(Saved data entries)

- - - - - - -

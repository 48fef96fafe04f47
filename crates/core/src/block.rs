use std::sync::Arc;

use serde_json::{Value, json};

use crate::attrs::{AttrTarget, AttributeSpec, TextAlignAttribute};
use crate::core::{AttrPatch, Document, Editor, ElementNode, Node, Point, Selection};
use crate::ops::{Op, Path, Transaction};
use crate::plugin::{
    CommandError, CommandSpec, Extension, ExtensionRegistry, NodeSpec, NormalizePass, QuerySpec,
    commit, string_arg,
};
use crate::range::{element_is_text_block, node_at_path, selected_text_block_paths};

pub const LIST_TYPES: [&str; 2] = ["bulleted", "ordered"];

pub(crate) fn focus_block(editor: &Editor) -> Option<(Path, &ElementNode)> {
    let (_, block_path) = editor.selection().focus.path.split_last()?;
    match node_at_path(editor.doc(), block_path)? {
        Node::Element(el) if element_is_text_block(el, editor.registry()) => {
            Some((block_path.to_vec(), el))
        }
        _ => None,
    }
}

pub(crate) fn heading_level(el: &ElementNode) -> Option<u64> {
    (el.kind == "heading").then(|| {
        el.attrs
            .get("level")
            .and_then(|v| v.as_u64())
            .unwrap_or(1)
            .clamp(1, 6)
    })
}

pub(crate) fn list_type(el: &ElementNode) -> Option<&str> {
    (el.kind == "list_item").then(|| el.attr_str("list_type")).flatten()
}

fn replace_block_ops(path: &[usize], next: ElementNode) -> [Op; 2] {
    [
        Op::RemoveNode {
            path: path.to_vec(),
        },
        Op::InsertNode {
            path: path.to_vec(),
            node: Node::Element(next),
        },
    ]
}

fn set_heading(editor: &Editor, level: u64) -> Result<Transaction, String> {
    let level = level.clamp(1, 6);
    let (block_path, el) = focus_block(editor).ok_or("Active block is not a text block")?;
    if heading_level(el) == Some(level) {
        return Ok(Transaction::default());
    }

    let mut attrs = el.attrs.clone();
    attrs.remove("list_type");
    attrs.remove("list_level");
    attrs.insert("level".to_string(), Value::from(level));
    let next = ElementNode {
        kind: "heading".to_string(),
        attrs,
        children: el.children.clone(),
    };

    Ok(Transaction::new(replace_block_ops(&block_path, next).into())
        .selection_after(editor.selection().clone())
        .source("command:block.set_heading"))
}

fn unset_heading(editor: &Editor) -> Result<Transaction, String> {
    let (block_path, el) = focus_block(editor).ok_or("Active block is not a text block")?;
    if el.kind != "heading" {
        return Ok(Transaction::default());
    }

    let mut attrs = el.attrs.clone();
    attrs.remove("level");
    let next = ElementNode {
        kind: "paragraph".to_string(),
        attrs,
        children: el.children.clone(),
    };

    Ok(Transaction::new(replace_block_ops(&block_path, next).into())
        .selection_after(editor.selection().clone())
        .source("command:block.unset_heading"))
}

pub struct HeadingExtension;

- - - - - - -

Only an exact copy of the entries above will do.

Response to this exercise |
repository 48fef96fafe04f47
filename crates/core/src/block.rs
use std::sync::Arc;

use serde_json::{Value, json};

use crate::attrs::{AttrTarget, AttributeSpec, TextAlignAttribute};
use crate::core::{AttrPatch, Document, Editor, ElementNode, Node, Point, Selection};
use crate::ops::{Op, Path, Transaction};
use crate::plugin::{
    CommandError, CommandSpec, Extension, ExtensionRegistry, NodeSpec, NormalizePass, QuerySpec,
    commit, string_arg,
};
use crate::range::{element_is_text_block, node_at_path, selected_text_block_paths};

pub const LIST_TYPES: [&str; 2] = ["bulleted", "ordered"];

pub(crate) fn focus_block(editor: &Editor) -> Option<(Path, &ElementNode)> {
    let (_, block_path) = editor.selection().focus.path.split_last()?;
    match node_at_path(editor.doc(), block_path)? {
        Node::Element(el) if element_is_text_block(el, editor.registry()) => {
            Some((block_path.to_vec(), el))
        }
        _ => None,
    }
}

pub(crate) fn heading_level(el: &ElementNode) -> Option<u64> {
    (el.kind == "heading").then(|| {
        el.attrs
            .get("level")
            .and_then(|v| v.as_u64())
            .unwrap_or(1)
            .clamp(1, 6)
    })
}

pub(crate) fn list_type(el: &ElementNode) -> Option<&str> {
    (el.kind == "list_item").then(|| el.attr_str("list_type")).flatten()
}

fn replace_block_ops(path: &[usize], next: ElementNode) -> [Op; 2] {
    [
        Op::RemoveNode {
            path: path.to_vec(),
        },
        Op::InsertNode {
            path: path.to_vec(),
            node: Node::Element(next),
        },
    ]
}

fn set_heading(editor: &Editor, level: u64) -> Result<Transaction, String> {
    let level = level.clamp(1, 6);
    let (block_path, el) = focus_block(editor).ok_or("Active block is not a text block")?;
    if heading_level(el) == Some(level) {
        return Ok(Transaction::default());
    }

    let mut attrs = el.attrs.clone();
    attrs.remove("list_type");
    attrs.remove("list_level");
    attrs.insert("level".to_string(), Value::from(level));
    let next = ElementNode {
        kind: "heading".to_string(),
        attrs,
        children: el.children.clone(),
    };

    Ok(Transaction::new(replace_block_ops(&block_path, next).into())
        .selection_after(editor.selection().clone())
        .source("command:block.set_heading"))
}

fn unset_heading(editor: &Editor) -> Result<Transaction, String> {
    let (block_path, el) = focus_block(editor).ok_or("Active block is not a text block")?;
    if el.kind != "heading" {
        return Ok(Transaction::default());
    }

    let mut attrs = el.attrs.clone();
    attrs.remove("level");
    let next = ElementNode {
        kind: "paragraph".to_string(),
        attrs,
        children: el.children.clone(),
    };

    Ok(Transaction::new(replace_block_ops(&block_path, next).into())
        .selection_after(editor.selection().clone())
        .source("command:block.unset_heading"))
}

pub struct HeadingExtension;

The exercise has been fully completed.